Saggi faziosi: l'unità nazionale? Merito dei partigiani non dei Savoia

Per l'economista Giorgio Ruffolo tra Garibaldi e la Resistenza c'è un vuoto politico. Riempito da qualunquisti e clericali

di Ugo Finetti

La celebrazione dell’unità d’Italia deve servire a mettere sul banco degli imputati gli ultimi 150 anni in nome di una futura «unità nazionale» che solo la sinistra potrà realizzare? Sembrerebbe di sì a leggere il libro di Giorgio Ruffolo (Un paese troppo lungo. L’unità nazionale in pericolo, Einaudi, pagg. 239, euro 18,50). A partire dal divario Nord-Sud che ha «allungato» il nostro paese, la storia dell’Italia unita ha in queste pagine solo due momenti positivi: il «Risorgimento caldo» di Mazzini e Garibaldi e il «Secondo Risorgimento» della Resistenza. Ma ad entrambi avrebbero fatto seguito lunghi periodi negativi - «Risorgimento freddo» e «Resistenza tradita» - che determinano un giudizio complessivo di «fallimento dell’unificazione nazionale».
Il «cattivo» è sempre ravvisato nel ceto medio sfuggito all’inquadramento sindacale.

La vendetta dell’Antirisorgimento la vediamo infatti alimentata in questi 150 anni da una «piccola borghesia frustrata da secoli di servitù» che prima incoraggiò la destra nazionalista e poi il fascismo e quindi «dall’avvento di una classe di piccoli imprenditori e di lavoratori autonomi» che ha inquinato la nostra società negli ultimi decenni creando le basi di un consenso al «corsaro» Bettino Craxi e al «populista» Silvio Berlusconi secondo «l’affermazione di valori individualistici, per meglio dire privatistici».

In questo libro è significativo il modo in cui un’intellettualità della sinistra italiana tenda a «chiamarsi fuori» da come si è realizzata l’unità d’Italia. Scorrendo le vicende nazionali dopo la scomparsa di Cavour, prima con la destra liberale e poi con Giovanni Giolitti non troviamo ragioni di segnalare un qualche successo. Ruffolo mette a confronto i giudizi storici sulla crescita dell’Italia nei suoi primi cinquant’anni di unità argomentati da Benedetto Croce e da Antonio Gramsci evidenziando una netta propensione per l’accusa comunista rispetto alla difesa liberale.

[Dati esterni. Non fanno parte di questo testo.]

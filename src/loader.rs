use std::fs::File;
use std::io::{BufRead, BufReader};
use std::path::Path;

use quick_xml::Reader;
use quick_xml::events::Event;

use crate::error::ConvertError;
use crate::handler::NoteHandler;
use crate::note::Note;

/// Parse a note from an in-memory XML document.
pub fn parse_note(xml: &str) -> Result<Note, ConvertError> {
    let mut reader = Reader::from_reader(xml.as_bytes());
    reader.config_mut().trim_text(false);
    read_note(reader)
}

/// Load and parse a note file.
pub fn load_note(path: &Path) -> Result<Note, ConvertError> {
    tracing::debug!("loading {}", path.display());
    let file = File::open(path).map_err(|source| ConvertError::Io {
        path: path.to_path_buf(),
        source,
    })?;
    let mut reader = Reader::from_reader(BufReader::new(file));
    reader.config_mut().trim_text(false);
    read_note(reader)
}

fn read_note<R: BufRead>(mut reader: Reader<R>) -> Result<Note, ConvertError> {
    let mut handler = NoteHandler::new();
    let mut buf = Vec::new();
    loop {
        match reader.read_event_into(&mut buf) {
            Ok(Event::Start(e)) => {
                let name = String::from_utf8_lossy(e.name().as_ref()).to_string();
                handler.handle_open(&name);
            }
            Ok(Event::Empty(e)) => {
                // Self-closing tag: fire open then close
                let name = String::from_utf8_lossy(e.name().as_ref()).to_string();
                handler.handle_open(&name);
                handler.handle_close(&name);
            }
            Ok(Event::End(e)) => {
                let name = String::from_utf8_lossy(e.name().as_ref()).to_string();
                handler.handle_close(&name);
            }
            Ok(Event::Text(e)) => {
                let text = e.unescape().map_err(|err| ConvertError::Malformed {
                    position: reader.buffer_position(),
                    source: err.into(),
                })?;
                feed_text(&mut handler, &text)?;
            }
            Ok(Event::CData(e)) => {
                let text = String::from_utf8_lossy(&e);
                feed_text(&mut handler, &text)?;
            }
            Ok(Event::Eof) => break,
            Ok(_) => {}
            Err(source) => {
                return Err(ConvertError::Malformed {
                    position: reader.error_position(),
                    source,
                });
            }
        }
        buf.clear();
    }
    Ok(handler.finish())
}

/// Split a text node into the chunks the handler expects: line endings
/// normalized to `\n`, every newline delivered alone, empty segments
/// skipped.
fn feed_text(handler: &mut NoteHandler, text: &str) -> Result<(), ConvertError> {
    let text = text.replace("\r\n", "\n").replace('\r', "\n");
    let mut rest = text.as_str();
    while let Some(pos) = rest.find('\n') {
        if pos > 0 {
            handler.handle_text(&rest[..pos])?;
        }
        handler.handle_text("\n")?;
        rest = &rest[pos + 1..];
    }
    if !rest.is_empty() {
        handler.handle_text(rest)?;
    }
    Ok(())
}
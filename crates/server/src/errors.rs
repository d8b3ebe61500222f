use axum::extract::rejection::{JsonRejection, QueryRejection};
use axum::http::StatusCode;
use axum::response::{IntoResponse, Response};
use axum::Json;
use chrono::Utc;
use service::errors::ServiceError;
use thiserror::Error;
use tracing::error;

/// JSON error body: `{status, error, message, timestamp}`.
#[derive(Debug)]
pub struct JsonApiError {
    pub status: StatusCode,
    pub message: String,
}

impl JsonApiError {
    pub fn new(status: StatusCode, message: impl Into<String>) -> Self {
        Self { status, message: message.into() }
    }

    pub fn bad_request(message: impl Into<String>) -> Self { Self::new(StatusCode::BAD_REQUEST, message) }
}

impl IntoResponse for JsonApiError {
    fn into_response(self) -> Response {
        let body = serde_json::json!({
            "status": self.status.as_u16(),
            "error": self.status.canonical_reason().unwrap_or("Error"),
            "message": self.message,
            "timestamp": Utc::now().to_rfc3339(),
        });
        (self.status, Json(body)).into_response()
    }
}

impl From<ServiceError> for JsonApiError {
    fn from(e: ServiceError) -> Self {
        match e {
            ServiceError::InvalidArgument(msg) => Self::new(StatusCode::BAD_REQUEST, msg),
            ServiceError::NotFound(msg) => Self::new(StatusCode::NOT_FOUND, msg),
            ServiceError::Repository(_) => {
                error!(err = %e, code = e.code(), "repository failure");
                Self::new(StatusCode::INTERNAL_SERVER_ERROR, e.to_string())
            }
        }
    }
}

impl From<models::errors::ModelError> for JsonApiError {
    fn from(e: models::errors::ModelError) -> Self {
        match e {
            models::errors::ModelError::Validation(msg) => Self::bad_request(msg),
            models::errors::ModelError::Db(msg) => Self::new(StatusCode::INTERNAL_SERVER_ERROR, msg),
        }
    }
}

impl From<JsonRejection> for JsonApiError {
    fn from(r: JsonRejection) -> Self { Self::bad_request(r.body_text()) }
}

impl From<QueryRejection> for JsonApiError {
    fn from(r: QueryRejection) -> Self { Self::bad_request(r.body_text()) }
}

#[derive(Debug, Error)]
pub enum StartupError {
    #[error("invalid configuration: {0}")]
    InvalidConfig(String),
    #[error("storage unavailable: {0}")]
    Storage(#[from] ServiceError),
    #[error("database unavailable: {0}")]
    Database(#[from] models::errors::ModelError),
    #[error("migration failed: {0}")]
    Migration(String),
    #[error(transparent)]
    Any(#[from] anyhow::Error),
}
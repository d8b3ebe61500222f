use std::time::Duration;

use configs::DatabaseConfig;
use sea_orm::{ConnectOptions, Database, DatabaseConnection};
use tracing::info;

use crate::errors::ModelError;

/// Open a pooled connection using the `[database]` section of the config.
pub async fn connect_with_config(cfg: &DatabaseConfig) -> Result<DatabaseConnection, ModelError> {
    cfg.validate().map_err(|e| ModelError::Validation(e.to_string()))?;
    let mut opt = ConnectOptions::new(cfg.url.clone());
    opt.max_connections(cfg.max_connections)
        .min_connections(cfg.min_connections)
        .connect_timeout(Duration::from_secs(cfg.connect_timeout_secs))
        .acquire_timeout(Duration::from_secs(cfg.acquire_timeout_secs))
        .sqlx_logging(cfg.sqlx_logging);
    let db = Database::connect(opt).await.map_err(|e| ModelError::Db(e.to_string()))?;
    info!(max = cfg.max_connections, min = cfg.min_connections, "database pool ready");
    Ok(db)
}
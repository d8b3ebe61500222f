use async_trait::async_trait;

use super::domain::Branch;
use crate::errors::ServiceError;

/// Persistence port for branch documents.
///
/// Implementations own identifier generation: `save` inserts a branch whose
/// `id` is `None` under a fresh id and fully replaces the stored document
/// otherwise. Each `save` is atomic for one document; nothing more.
#[async_trait]
pub trait BranchRepository: Send + Sync {
    async fn find_by_id(&self, id: &str) -> Result<Option<Branch>, ServiceError>;
    async fn find_all(&self) -> Result<Vec<Branch>, ServiceError>;
    async fn save(&self, branch: Branch) -> Result<Branch, ServiceError>;
    async fn delete(&self, branch: &Branch) -> Result<(), ServiceError>;
}

/// Simple in-memory repository for tests and doc examples
pub mod mock {
    use super::*;
    use std::sync::atomic::{AtomicBool, Ordering};
    use std::sync::{Mutex, MutexGuard};

    use uuid::Uuid;

    /// Keeps documents in insertion order. `find_all` returns them in that order.
    #[derive(Default)]
    pub struct MockBranchRepository {
        docs: Mutex<Vec<Branch>>,
        fail_writes: AtomicBool,
    }

    impl MockBranchRepository {
        /// Make every subsequent `save`/`delete` fail with a repository error.
        pub fn set_fail_writes(&self, fail: bool) {
            self.fail_writes.store(fail, Ordering::SeqCst);
        }

        /// Number of stored documents.
        pub fn len(&self) -> usize {
            self.docs().map(|d| d.len()).unwrap_or_default()
        }

        pub fn is_empty(&self) -> bool {
            self.len() == 0
        }

        fn docs(&self) -> Result<MutexGuard<'_, Vec<Branch>>, ServiceError> {
            self.docs.lock().map_err(|_| ServiceError::repository("mock store lock poisoned"))
        }

        fn check_writable(&self) -> Result<(), ServiceError> {
            if self.fail_writes.load(Ordering::SeqCst) {
                return Err(ServiceError::repository("simulated write failure"));
            }
            Ok(())
        }
    }

    #[async_trait]
    impl BranchRepository for MockBranchRepository {
        async fn find_by_id(&self, id: &str) -> Result<Option<Branch>, ServiceError> {
            let docs = self.docs()?;
            Ok(docs.iter().find(|b| b.id.as_deref() == Some(id)).cloned())
        }

        async fn find_all(&self) -> Result<Vec<Branch>, ServiceError> {
            Ok(self.docs()?.clone())
        }

        async fn save(&self, mut branch: Branch) -> Result<Branch, ServiceError> {
            self.check_writable()?;
            let mut docs = self.docs()?;
            match branch.id.as_deref() {
                Some(id) => match docs.iter_mut().find(|b| b.id.as_deref() == Some(id)) {
                    Some(slot) => *slot = branch.clone(),
                    None => docs.push(branch.clone()),
                },
                None => {
                    branch.id = Some(Uuid::new_v4().to_string());
                    docs.push(branch.clone());
                }
            }
            Ok(branch)
        }

        async fn delete(&self, branch: &Branch) -> Result<(), ServiceError> {
            self.check_writable()?;
            let mut docs = self.docs()?;
            docs.retain(|b| b.id != branch.id);
            Ok(())
        }
    }
}
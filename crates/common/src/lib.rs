//! Cross-cutting helpers shared by the service and server crates:
//! tracing setup, startup environment checks and small wire types.

pub mod types;
pub mod utils;
pub mod env;

#[cfg(test)]
mod tests {
    use super::*;

    #[test]
    fn health_type_ok() {
        let h = types::Health { status: "ok" };
        assert_eq!(h.status, "ok");
    }

    #[test]
    fn health_serializes_status_field() {
        let v = serde_json::to_value(types::Health { status: "ok" }).unwrap();
        assert_eq!(v, serde_json::json!({"status": "ok"}));
    }

    #[test]
    fn log_format_parses_loosely() {
        assert_eq!(utils::logging::LogFormat::parse(" JSON "), utils::logging::LogFormat::Json);
        assert_eq!(utils::logging::LogFormat::parse("compact"), utils::logging::LogFormat::Compact);
        assert_eq!(utils::logging::LogFormat::parse("whatever"), utils::logging::LogFormat::Compact);
    }
}
use std::sync::Arc;

use axum::body::{to_bytes, Body};
use axum::http::{Request, StatusCode};
use axum::Router;
use mockable::DefaultClock;
use serde_json::{json, Value};
use service::branch::repository::mock::MockBranchRepository;
use tower::ServiceExt;

use server::routes;
use server::state::ServerState;

fn cors() -> tower_http::cors::CorsLayer { tower_http::cors::CorsLayer::very_permissive() }

fn build_app() -> (Router, Arc<MockBranchRepository>) {
    let repo = Arc::new(MockBranchRepository::default());
    let state = ServerState::new(repo.clone(), Arc::new(DefaultClock));
    (routes::build_router(state, cors()), repo)
}

async fn send(app: &Router, method: &str, uri: &str, body: Option<Value>) -> anyhow::Result<(StatusCode, Value)> {
    let builder = Request::builder().method(method).uri(uri);
    let req = match body {
        Some(b) => builder
            .header("content-type", "application/json")
            .body(Body::from(serde_json::to_vec(&b)?))?,
        None => builder.body(Body::empty())?,
    };
    let resp = app.clone().oneshot(req).await?;
    let status = resp.status();
    let bytes = to_bytes(resp.into_body(), usize::MAX).await?;
    let value = if bytes.is_empty() { Value::Null } else { serde_json::from_slice(&bytes)? };
    Ok((status, value))
}

fn branch_body(state: &str) -> Value {
    json!({
        "emailAddress": "matriz@banco.ec",
        "name": "Matriz",
        "phoneNumber": "022000000",
        "state": state
    })
}

async fn create(app: &Router) -> anyhow::Result<String> {
    let (status, body) = send(app, "POST", "/api/v1/branches", Some(branch_body("ACTIVE"))).await?;
    assert_eq!(status, StatusCode::CREATED);
    Ok(body["id"].as_str().unwrap_or_default().to_string())
}

#[tokio::test]
async fn health_is_ok() -> anyhow::Result<()> {
    let (app, _) = build_app();
    let (status, body) = send(&app, "GET", "/health", None).await?;
    assert_eq!(status, StatusCode::OK);
    assert_eq!(body["status"], "ok");
    Ok(())
}

#[tokio::test]
async fn create_returns_201_with_view() -> anyhow::Result<()> {
    let (app, _) = build_app();
    let (status, body) = send(&app, "POST", "/api/v1/branches", Some(branch_body("  inactive "))).await?;
    assert_eq!(status, StatusCode::CREATED);
    assert!(!body["id"].as_str().unwrap_or_default().is_empty());
    assert_eq!(body["state"], "INACTIVE");
    assert_eq!(body["emailAddress"], "matriz@banco.ec");
    assert_eq!(body["creationDate"], body["lastModifiedDate"]);
    assert_eq!(body["branchHolidays"], json!([]));
    Ok(())
}

#[tokio::test]
async fn create_with_bad_state_is_400_with_allowed_values() -> anyhow::Result<()> {
    let (app, repo) = build_app();
    let (status, body) = send(&app, "POST", "/api/v1/branches", Some(branch_body("CLOSED"))).await?;
    assert_eq!(status, StatusCode::BAD_REQUEST);
    assert_eq!(body["status"], 400);
    assert_eq!(body["error"], "Bad Request");
    assert_eq!(body["message"], "Invalid state. Allowed: ACTIVE, INACTIVE");
    assert!(body["timestamp"].is_string());
    assert!(repo.is_empty());
    Ok(())
}

#[tokio::test]
async fn structural_errors_are_400() -> anyhow::Result<()> {
    let (app, _) = build_app();
    let cases = [
        json!({"emailAddress": "nope", "name": "M", "phoneNumber": "1", "state": "ACTIVE"}),
        json!({"emailAddress": "a@b.ec", "name": "", "phoneNumber": "1", "state": "ACTIVE"}),
        json!({"emailAddress": "a@b.ec", "name": "M", "phoneNumber": " ", "state": "ACTIVE"}),
        json!({"emailAddress": "a@b.ec", "name": "M", "phoneNumber": "1"}),
        json!({"emailAddress": "a@b.ec", "name": "M", "phoneNumber": "1", "state": "ACTIVE",
               "branchHolidays": [{"date": "2025-13-01", "name": "bad"}]}),
    ];
    for body in cases {
        let (status, _) = send(&app, "POST", "/api/v1/branches", Some(body.clone())).await?;
        assert_eq!(status, StatusCode::BAD_REQUEST, "{body}");
    }

    let req = Request::builder()
        .method("POST")
        .uri("/api/v1/branches")
        .header("content-type", "application/json")
        .body(Body::from("{oops"))?;
    let resp = app.clone().oneshot(req).await?;
    assert_eq!(resp.status(), StatusCode::BAD_REQUEST);
    Ok(())
}

#[tokio::test]
async fn unknown_branch_is_404_everywhere() -> anyhow::Result<()> {
    let (app, _) = build_app();
    let cases = [
        ("GET", "/api/v1/branches/nope", None),
        ("PUT", "/api/v1/branches/nope", Some(branch_body("ACTIVE"))),
        ("DELETE", "/api/v1/branches/nope", None),
        ("PATCH", "/api/v1/branches/nope/phone?phoneNumber=0999", None),
        ("POST", "/api/v1/branches/nope/holidays", Some(json!({"date": "2025-12-25", "name": "Christmas"}))),
        ("GET", "/api/v1/branches/nope/holidays", None),
        ("DELETE", "/api/v1/branches/nope/holidays/2025-12-25", None),
        ("GET", "/api/v1/branches/nope/holidays/check?date=2025-12-25", None),
    ];
    for (method, uri, body) in cases {
        let (status, json) = send(&app, method, uri, body).await?;
        assert_eq!(status, StatusCode::NOT_FOUND, "{method} {uri}");
        assert_eq!(json["message"], "Branch not found");
    }
    Ok(())
}

#[tokio::test]
async fn holiday_lifecycle() -> anyhow::Result<()> {
    let (app, _) = build_app();
    let id = create(&app).await?;
    let base = format!("/api/v1/branches/{id}/holidays");

    // delete on empty calendar
    let (status, body) = send(&app, "DELETE", &format!("{base}/2025-12-25"), None).await?;
    assert_eq!(status, StatusCode::NOT_FOUND);
    assert_eq!(body["message"], "No holidays found for branch");

    let (status, body) = send(&app, "POST", &base, Some(json!({"date": "2025-12-25", "name": "Christmas"}))).await?;
    assert_eq!(status, StatusCode::OK);
    assert_eq!(body["branchHolidays"], json!([{"date": "2025-12-25", "name": "Christmas"}]));

    let (status, body) = send(&app, "POST", &base, Some(json!({"date": "2025-12-25", "name": "Navidad"}))).await?;
    assert_eq!(status, StatusCode::BAD_REQUEST);
    assert_eq!(body["message"], "Holiday already exists");

    let (status, _) = send(&app, "POST", &base, Some(json!({"date": "2025-01-01", "name": " "}))).await?;
    assert_eq!(status, StatusCode::BAD_REQUEST);

    let (_, listed) = send(&app, "GET", &base, None).await?;
    assert_eq!(listed, json!([{"date": "2025-12-25", "name": "Christmas"}]));

    let (_, yes) = send(&app, "GET", &format!("{base}/check?date=2025-12-25"), None).await?;
    assert_eq!(yes, json!(true));
    let (_, no) = send(&app, "GET", &format!("{base}/check?date=2025-12-24"), None).await?;
    assert_eq!(no, json!(false));
    let (status, _) = send(&app, "GET", &format!("{base}/check?date=tomorrow"), None).await?;
    assert_eq!(status, StatusCode::BAD_REQUEST);

    let (status, body) = send(&app, "DELETE", &format!("{base}/2025-12-24"), None).await?;
    assert_eq!(status, StatusCode::NOT_FOUND);
    assert_eq!(body["message"], "Holiday not found for date: 2025-12-24");

    let (status, _) = send(&app, "DELETE", &format!("{base}/2025-12-25"), None).await?;
    assert_eq!(status, StatusCode::NO_CONTENT);
    let (_, listed) = send(&app, "GET", &base, None).await?;
    assert_eq!(listed, json!([]));
    Ok(())
}

#[tokio::test]
async fn phone_patch_validates_and_updates() -> anyhow::Result<()> {
    let (app, _) = build_app();
    let id = create(&app).await?;

    let (status, body) = send(&app, "PATCH", &format!("/api/v1/branches/{id}/phone?phoneNumber=%20"), None).await?;
    assert_eq!(status, StatusCode::BAD_REQUEST);
    assert_eq!(body["message"], "Phone number is required");

    let (status, _) = send(&app, "PATCH", &format!("/api/v1/branches/{id}/phone"), None).await?;
    assert_eq!(status, StatusCode::BAD_REQUEST);

    let (_, before) = send(&app, "GET", &format!("/api/v1/branches/{id}"), None).await?;
    assert_eq!(before["phoneNumber"], "022000000");

    let (status, body) = send(&app, "PATCH", &format!("/api/v1/branches/{id}/phone?phoneNumber=0999999999"), None).await?;
    assert_eq!(status, StatusCode::OK);
    assert_eq!(body["phoneNumber"], "0999999999");
    assert_eq!(body["name"], "Matriz");
    Ok(())
}

#[tokio::test]
async fn put_replaces_and_delete_removes() -> anyhow::Result<()> {
    let (app, repo) = build_app();
    let id = create(&app).await?;
    let uri = format!("/api/v1/branches/{id}");

    let body = json!({
        "emailAddress": "norte@banco.ec",
        "name": "Norte",
        "phoneNumber": "023000000",
        "state": "inactive",
        "branchHolidays": [{"date": "2025-08-10", "name": "Primer Grito"}]
    });
    let (status, updated) = send(&app, "PUT", &uri, Some(body)).await?;
    assert_eq!(status, StatusCode::OK);
    assert_eq!(updated["id"], id.as_str());
    assert_eq!(updated["state"], "INACTIVE");
    assert_eq!(updated["branchHolidays"][0]["name"], "Primer Grito");

    let (_, all) = send(&app, "GET", "/api/v1/branches", None).await?;
    assert_eq!(all.as_array().map(Vec::len), Some(1));

    let (status, _) = send(&app, "DELETE", &uri, None).await?;
    assert_eq!(status, StatusCode::NO_CONTENT);
    assert!(repo.is_empty());
    Ok(())
}

#[tokio::test]
async fn repository_failure_is_500() -> anyhow::Result<()> {
    let (app, repo) = build_app();
    let id = create(&app).await?;
    repo.set_fail_writes(true);
    let (status, body) = send(&app, "PATCH", &format!("/api/v1/branches/{id}/phone?phoneNumber=1"), None).await?;
    assert_eq!(status, StatusCode::INTERNAL_SERVER_ERROR);
    assert_eq!(body["status"], 500);
    Ok(())
}

#[tokio::test]
async fn openapi_document_lists_branch_paths() -> anyhow::Result<()> {
    let (app, _) = build_app();
    let (status, doc) = send(&app, "GET", "/api-docs/openapi.json", None).await?;
    assert_eq!(status, StatusCode::OK);
    assert!(doc["paths"]["/api/v1/branches/{id}/holidays/check"].is_object());
    Ok(())
}

#[tokio::test]
async fn delete_with_non_date_segment_is_400() -> anyhow::Result<()> {
    let (app, _) = build_app();
    let id = create(&app).await?;
    for segment in ["check", "tomorrow"] {
        let (status, body) = send(&app, "DELETE", &format!("/api/v1/branches/{id}/holidays/{segment}"), None).await?;
        assert_eq!(status, StatusCode::BAD_REQUEST, "{segment}");
        assert_eq!(body["message"], format!("Invalid date '{segment}', expected YYYY-MM-DD"));
    }
    Ok(())
}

Quindi attraverso il ventennio mussoliniano Ruffolo enuclea i tre mali fondamentali che si proiettano come eccezione d’infamia anche sul presente. E cioè: fascismo, clericalismo e irrisolta questione meridionale.

Ancora oggi in Italia vediamo una «questione meridionale» aggravata dal groviglio tra Lega al Nord e mafia al Sud, un’aggressiva e pericolosa invadenza neoguelfa della Chiesa e - soprattutto - una situazione allarmante per la democrazia. L’«essenza del fascismo» la si può ritrovare - scrive Ruffolo - negli attuali fenomeni di «plebiscitarismo elettorale», di «decisionismo autoritario», di «distruzione ludica», di «bombardamento mediatico», ecc.
La tesi ricorrente è un giudizio sistematicamente negativo su chi ha governato il paese e infatti non compare un’analisi critica né sul comunismo che ha dominato la sinistra italiana, né sull’estremismo che l’ha inquinata.

Ma il considerarsi «Altra Italia» serve a comprendere che cosa è davvero accaduto in Italia e il suo sviluppo che è apparso talora «miracoloso» agli occhi stranieri? Ed è davvero esistita questa sedicente «Altra Italia» di sinistra che si atteggia a essere vissuta in perenne ritiro nel deserto con cintura di pelle ai fianchi e cibandosi di locuste? Sarebbe più interessante che nell’occasione della festa dei centocinauant’anni ogni componente politica, sociale e culturale facesse un bilancio spassionato di come abbia concorso alla identità dello Stato italiano senza concentrare il positivo in un «attimo fuggente» quale sembra essere stata in queste pagine la Resistenza.